### Your instructions
Lines from the line with "return if i" to the line with "if b & 0x80" in the entries below, and only those, must be output exactly, with both ends included.

### Data records

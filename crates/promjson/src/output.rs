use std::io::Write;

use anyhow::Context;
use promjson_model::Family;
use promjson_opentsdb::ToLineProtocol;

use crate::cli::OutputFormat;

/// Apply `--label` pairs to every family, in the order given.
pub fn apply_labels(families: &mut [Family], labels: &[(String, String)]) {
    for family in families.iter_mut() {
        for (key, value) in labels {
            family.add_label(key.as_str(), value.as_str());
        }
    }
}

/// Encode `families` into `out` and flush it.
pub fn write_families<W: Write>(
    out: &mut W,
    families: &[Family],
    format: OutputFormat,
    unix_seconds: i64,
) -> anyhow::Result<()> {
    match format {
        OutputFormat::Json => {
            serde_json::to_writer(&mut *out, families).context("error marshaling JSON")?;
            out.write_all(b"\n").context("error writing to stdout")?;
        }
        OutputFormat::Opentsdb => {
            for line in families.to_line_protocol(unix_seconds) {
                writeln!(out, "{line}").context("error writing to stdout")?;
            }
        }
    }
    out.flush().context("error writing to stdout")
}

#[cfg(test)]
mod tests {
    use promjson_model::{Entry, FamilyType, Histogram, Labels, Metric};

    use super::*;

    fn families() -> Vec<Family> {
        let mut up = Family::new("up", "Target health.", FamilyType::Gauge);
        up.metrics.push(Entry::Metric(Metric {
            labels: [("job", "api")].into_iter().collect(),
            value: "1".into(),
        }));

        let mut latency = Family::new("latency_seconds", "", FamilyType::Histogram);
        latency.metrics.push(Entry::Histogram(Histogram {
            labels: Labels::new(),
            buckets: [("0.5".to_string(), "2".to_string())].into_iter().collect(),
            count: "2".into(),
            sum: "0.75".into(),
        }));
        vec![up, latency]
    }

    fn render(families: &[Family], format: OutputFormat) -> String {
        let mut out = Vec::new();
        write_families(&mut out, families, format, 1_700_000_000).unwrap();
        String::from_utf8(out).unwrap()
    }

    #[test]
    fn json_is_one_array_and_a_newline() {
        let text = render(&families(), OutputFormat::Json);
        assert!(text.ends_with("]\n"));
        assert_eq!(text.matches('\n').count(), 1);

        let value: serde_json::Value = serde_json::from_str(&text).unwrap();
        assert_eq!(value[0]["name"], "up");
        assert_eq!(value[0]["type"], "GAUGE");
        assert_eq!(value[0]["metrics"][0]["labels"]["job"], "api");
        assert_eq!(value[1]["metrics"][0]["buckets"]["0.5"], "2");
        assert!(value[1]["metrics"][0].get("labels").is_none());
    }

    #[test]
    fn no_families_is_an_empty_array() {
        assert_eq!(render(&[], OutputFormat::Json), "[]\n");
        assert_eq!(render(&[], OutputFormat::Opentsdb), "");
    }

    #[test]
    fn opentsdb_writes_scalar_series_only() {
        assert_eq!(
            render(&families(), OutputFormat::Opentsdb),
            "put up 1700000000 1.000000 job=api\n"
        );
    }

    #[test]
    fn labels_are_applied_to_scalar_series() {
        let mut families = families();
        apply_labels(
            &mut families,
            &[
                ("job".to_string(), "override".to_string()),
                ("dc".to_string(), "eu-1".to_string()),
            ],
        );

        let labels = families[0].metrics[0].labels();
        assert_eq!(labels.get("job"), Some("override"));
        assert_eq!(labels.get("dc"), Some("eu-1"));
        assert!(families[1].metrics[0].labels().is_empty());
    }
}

--

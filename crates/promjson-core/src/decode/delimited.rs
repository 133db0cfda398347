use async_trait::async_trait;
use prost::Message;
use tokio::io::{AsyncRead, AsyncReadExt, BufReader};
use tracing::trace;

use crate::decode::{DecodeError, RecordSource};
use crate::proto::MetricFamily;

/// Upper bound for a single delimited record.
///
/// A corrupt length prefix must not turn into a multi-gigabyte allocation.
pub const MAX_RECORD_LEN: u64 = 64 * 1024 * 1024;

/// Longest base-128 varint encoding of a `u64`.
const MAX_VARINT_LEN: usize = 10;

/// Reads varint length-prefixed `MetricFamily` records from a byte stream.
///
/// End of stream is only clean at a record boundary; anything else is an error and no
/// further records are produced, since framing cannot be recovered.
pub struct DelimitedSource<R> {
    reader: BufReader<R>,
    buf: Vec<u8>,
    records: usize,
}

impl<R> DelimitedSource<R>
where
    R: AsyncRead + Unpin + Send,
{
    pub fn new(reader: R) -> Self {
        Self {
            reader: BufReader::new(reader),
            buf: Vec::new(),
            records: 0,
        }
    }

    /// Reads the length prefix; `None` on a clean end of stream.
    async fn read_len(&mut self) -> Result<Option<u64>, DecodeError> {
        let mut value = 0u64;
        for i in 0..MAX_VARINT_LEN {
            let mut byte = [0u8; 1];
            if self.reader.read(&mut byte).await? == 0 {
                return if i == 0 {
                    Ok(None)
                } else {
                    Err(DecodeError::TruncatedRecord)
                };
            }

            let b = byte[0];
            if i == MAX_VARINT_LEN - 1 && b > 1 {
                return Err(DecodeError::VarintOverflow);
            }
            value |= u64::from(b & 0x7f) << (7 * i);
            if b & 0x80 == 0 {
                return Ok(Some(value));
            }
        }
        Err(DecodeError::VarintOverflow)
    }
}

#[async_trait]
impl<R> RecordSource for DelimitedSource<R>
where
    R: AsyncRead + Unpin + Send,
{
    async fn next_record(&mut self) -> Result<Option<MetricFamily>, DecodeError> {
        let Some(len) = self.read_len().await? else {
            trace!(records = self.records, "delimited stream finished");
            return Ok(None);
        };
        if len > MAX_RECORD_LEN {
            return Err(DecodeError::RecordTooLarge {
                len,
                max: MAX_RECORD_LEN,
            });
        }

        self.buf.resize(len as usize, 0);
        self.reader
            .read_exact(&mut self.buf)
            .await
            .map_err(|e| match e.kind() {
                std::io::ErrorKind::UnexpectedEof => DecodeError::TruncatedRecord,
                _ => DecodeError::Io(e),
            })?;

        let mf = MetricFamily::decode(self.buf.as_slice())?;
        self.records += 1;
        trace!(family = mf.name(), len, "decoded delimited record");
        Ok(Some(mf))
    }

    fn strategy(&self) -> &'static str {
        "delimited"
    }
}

...

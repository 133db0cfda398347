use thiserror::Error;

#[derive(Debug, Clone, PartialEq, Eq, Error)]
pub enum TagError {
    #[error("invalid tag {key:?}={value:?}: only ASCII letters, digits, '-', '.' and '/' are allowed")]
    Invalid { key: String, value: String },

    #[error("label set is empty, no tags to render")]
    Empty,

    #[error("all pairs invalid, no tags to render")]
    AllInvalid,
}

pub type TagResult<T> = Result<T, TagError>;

### Expected answer
                return if i == 0 {
                    Ok(None)
                } else {
                    Err(DecodeError::TruncatedRecord)
                };
            }

            let b = byte[0];
            if i == MAX_VARINT_LEN - 1 && b > 1 {
                return Err(DecodeError::VarintOverflow);
            }
            value |= u64::from(b & 0x7f) << (7 * i);
            if b & 0x80 == 0 {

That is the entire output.